Set up Python libraries#
As usual, run the code cell below to import the relevant Python libraries
# Set-up Python libraries - you need to run this but you don't need to change it
import numpy as np
import matplotlib.pyplot as plt
import scipy.stats as stats
import pandas as pd
import seaborn as sns
sns.set_theme(style='white')
import statsmodels.api as sm
import statsmodels.formula.api as smf
Load and inspect the data#
Let’s load some historical data about the weather in Oxford, from the file “OxfordWeather.csv”. The code below will load this automatically from the internet.
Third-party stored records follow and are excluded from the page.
//! Per-daemon fault context.
//!
//! Owns the broadcast layer, the propagator and the ring detector for one
//! daemon and routes incoming messages between them. Nothing here is
//! global, so any number of contexts can run side by side in one process.

use crate::config::{ConfigError, RingwatchConfig};
use crate::detector::{FailureReporter, RingDetector};
use crate::events::{EventBus, FaultEvent, Subscription};
use crate::process_id::{JobId, ProcessId, Rank};
use crate::propagate::{FailurePropagator, ProcState};
use crate::protocol::WireMessage;
use crate::rbcast::{BroadcastError, ReliableBroadcast};
use crate::transport::{GroupInfo, HostedProcessLookup, Transport};
use std::sync::Arc;
use std::time::Duration;
use tracing::{debug, trace, warn};

/// Everything one daemon needs to detect and announce failures.
pub struct FaultContext<T: Transport> {
    group: GroupInfo,
    config: RingwatchConfig,
    transport: T,
    rbcast: ReliableBroadcast,
    propagator: FailurePropagator,
    detector: RingDetector,
    events: Arc<EventBus>,
}

impl<T: Transport> FaultContext<T> {
    pub fn new(
        group: GroupInfo,
        config: RingwatchConfig,
        transport: T,
        lookup: impl HostedProcessLookup + 'static,
    ) -> Result<Self, ConfigError> {
        config.validate()?;

        let events = Arc::new(EventBus::new());
        Ok(Self {
            rbcast: ReliableBroadcast::new(group, &config.broadcast),
            propagator: FailurePropagator::new(group, Arc::clone(&events), Box::new(lookup)),
            detector: RingDetector::new(group),
            group,
            config,
            transport,
            events,
        })
    }

    /// Install the propagate handler and join the ring.
    ///
    /// Every daemon must call this before exchanging messages so the
    /// handler ids line up across the group.
    pub fn start(&mut self, now_ms: u64) -> Result<(), BroadcastError> {
        let handler = self.propagator.register_callback(&mut self.rbcast)?;
        debug!(rank = self.group.my_rank, %handler, "propagate handler installed");

        if self.config.detector.enabled {
            let was_active = self.detector.is_active();
            self.detector.enable(&self.config.detector, now_ms);
            self.note_detector_change(was_active);
        } else {
            debug!(rank = self.group.my_rank, "ring detector disabled by configuration");
        }
        Ok(())
    }

    /// Handle one datagram from another daemon.
    ///
    /// Undecodable messages are logged and dropped.
    pub fn handle_message(&mut self, data: &[u8], now_ms: u64) {
        let message = match WireMessage::from_json(data) {
            Ok(message) => message,
            Err(error) => {
                warn!(rank = self.group.my_rank, size = data.len(), %error, "dropping undecodable message");
                return;
            }
        };
        trace!(rank = self.group.my_rank, kind = message.kind(), "received");

        let was_active = self.detector.is_active();
        match message {
            WireMessage::Heartbeat { job, sender_rank } => {
                if self.is_foreign_job(job) {
                    return;
                }
                self.detector
                    .on_heartbeat(&self.transport, sender_rank, now_ms);
            }
            WireMessage::HeartbeatRequest { job, sender_rank } => {
                if self.is_foreign_job(job) {
                    return;
                }
                self.detector
                    .on_heartbeat_request(&self.transport, sender_rank, now_ms);
            }
            WireMessage::Rbcast(envelope) => {
                if let Err(error) = self.rbcast.deliver(&self.transport, &envelope) {
                    warn!(rank = self.group.my_rank, %error, "dropping broadcast");
                }
            }
        }
        self.note_detector_change(was_active);
    }

    /// Drive the detector's timer.
    pub fn on_tick(&mut self, now_ms: u64) {
        let was_active = self.detector.is_active();
        let mut reporter = PropagateReporter {
            propagator: &mut self.propagator,
            rbcast: &mut self.rbcast,
            transport: &self.transport,
        };
        self.detector.on_tick(&self.transport, &mut reporter, now_ms);
        self.note_detector_change(was_active);
    }

    /// The local runtime saw one of this daemon's application processes
    /// die. Announces it to the other daemons.
    ///
    /// Processes this daemon does not host are ignored. Returns whether
    /// anything was announced.
    pub fn report_local_abort(
        &mut self,
        proc_id: ProcessId,
        state: ProcState,
    ) -> Result<bool, BroadcastError> {
        if !self
            .propagator
            .hosted_procs(self.group.my_rank)
            .contains(&proc_id)
        {
            warn!(rank = self.group.my_rank, proc = %proc_id, "abort reported for a process not hosted here");
            return Ok(false);
        }

        let me = self.group.my_name();
        self.propagator
            .prp(&mut self.rbcast, &self.transport, Some(me), proc_id, state)
    }

    /// The application job finished; forget the failures seen so far.
    pub fn on_job_terminated(&mut self) {
        self.propagator.flush();
    }

    /// Leave the ring and stop taking part in propagation.
    pub fn shutdown(&mut self) {
        let was_active = self.detector.is_active();
        self.detector.disable(&self.transport);
        if let Err(error) = self.propagator.unregister(&mut self.rbcast) {
            warn!(rank = self.group.my_rank, %error, "failed to remove propagate handler");
        }
        self.note_detector_change(was_active);
    }

    pub fn subscribe(&self, callback: impl Fn(FaultEvent) + Send + Sync + 'static) -> Subscription {
        self.events.subscribe(callback)
    }

    pub fn group(&self) -> GroupInfo {
        self.group
    }

    pub fn config(&self) -> &RingwatchConfig {
        &self.config
    }

    pub fn transport(&self) -> &T {
        &self.transport
    }

    pub fn detector(&self) -> &RingDetector {
        &self.detector
    }

    pub fn propagator(&self) -> &FailurePropagator {
        &self.propagator
    }

    pub fn events(&self) -> &Arc<EventBus> {
        &self.events
    }

    /// Whether this daemon still believes `rank` is alive.
    pub fn is_daemon_alive(&self, rank: Rank) -> bool {
        self.detector.is_daemon_alive(rank)
    }

    /// How often the hosting loop should call [`on_tick`](Self::on_tick).
    ///
    /// A tenth of the heartbeat period, so a timeout is noticed at most one
    /// tenth of a period late.
    pub fn tick_interval(&self) -> Duration {
        (self.config.detector.heartbeat_period / 10).max(Duration::from_millis(1))
    }

    fn is_foreign_job(&self, job: JobId) -> bool {
        if job != self.group.job {
            debug!(rank = self.group.my_rank, job, "ignoring detector message for another job");
            return true;
        }
        false
    }

    fn note_detector_change(&self, was_active: bool) {
        if was_active && !self.detector.is_active() {
            self.events.emit(FaultEvent::DetectorDisabled {
                rank: self.group.my_rank,
            });
        }
    }
}

/// Routes detector reports into the propagator as local detections.
struct PropagateReporter<'a> {
    propagator: &'a mut FailurePropagator,
    rbcast: &'a mut ReliableBroadcast,
    transport: &'a dyn Transport,
}

impl FailureReporter for PropagateReporter<'_> {
    fn report_failure(&mut self, failed_proc: ProcessId, state: ProcState) {
        if let Err(error) = self
            .propagator
            .prp(self.rbcast, self.transport, None, failed_proc, state)
        {
            warn!(failed = %failed_proc, %error, "failed to propagate detected failure");
        }
    }
}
weather = pd.read_csv("https://raw.githubusercontent.com/jillxoreilly/StatsCourseBook_2024/main/data/OxfordWeather.csv")
display(weather)
| YYYY | Month | MM | DD | DD365 | Tmax | Tmin | Tmean | Trange | Rainfall_mm | |
|---|---|---|---|---|---|---|---|---|---|---|
| 0 | 1827 | Jan | 1 | 1 | 1 | 8.3 | 5.6 | 7.0 | 2.7 | 0.0 |
| 1 | 1827 | Jan | 1 | 2 | 2 | 2.2 | 0.0 | 1.1 | 2.2 | 0.0 |
| 2 | 1827 | Jan | 1 | 3 | 3 | -2.2 | -8.3 | -5.3 | 6.1 | 9.7 |
| 3 | 1827 | Jan | 1 | 4 | 4 | -1.7 | -7.8 | -4.8 | 6.1 | 0.0 |
| 4 | 1827 | Jan | 1 | 5 | 5 | 0.0 | -10.6 | -5.3 | 10.6 | 0.0 |
| ... | ... | ... | ... | ... | ... | ... | ... | ... | ... | ... |
| 71338 | 2022 | Apr | 4 | 26 | 116 | 15.2 | 4.1 | 9.7 | 11.1 | 0.0 |
| 71339 | 2022 | Apr | 4 | 27 | 117 | 10.7 | 2.6 | 6.7 | 8.1 | 0.0 |
| 71340 | 2022 | Apr | 4 | 28 | 118 | 12.7 | 3.9 | 8.3 | 8.8 | 0.0 |
| 71341 | 2022 | Apr | 4 | 29 | 119 | 11.7 | 6.7 | 9.2 | 5.0 | 0.0 |
| 71342 | 2022 | Apr | 4 | 30 | 120 | 17.6 | 1.0 | 9.3 | 16.6 | 0.0 |
71343 rows × 10 columns
Have a look at the dataframe.
What do you think is contained in each column?
- Each row is a single day from 1827 to 2022. The columns YYYY,MM,DD give the date.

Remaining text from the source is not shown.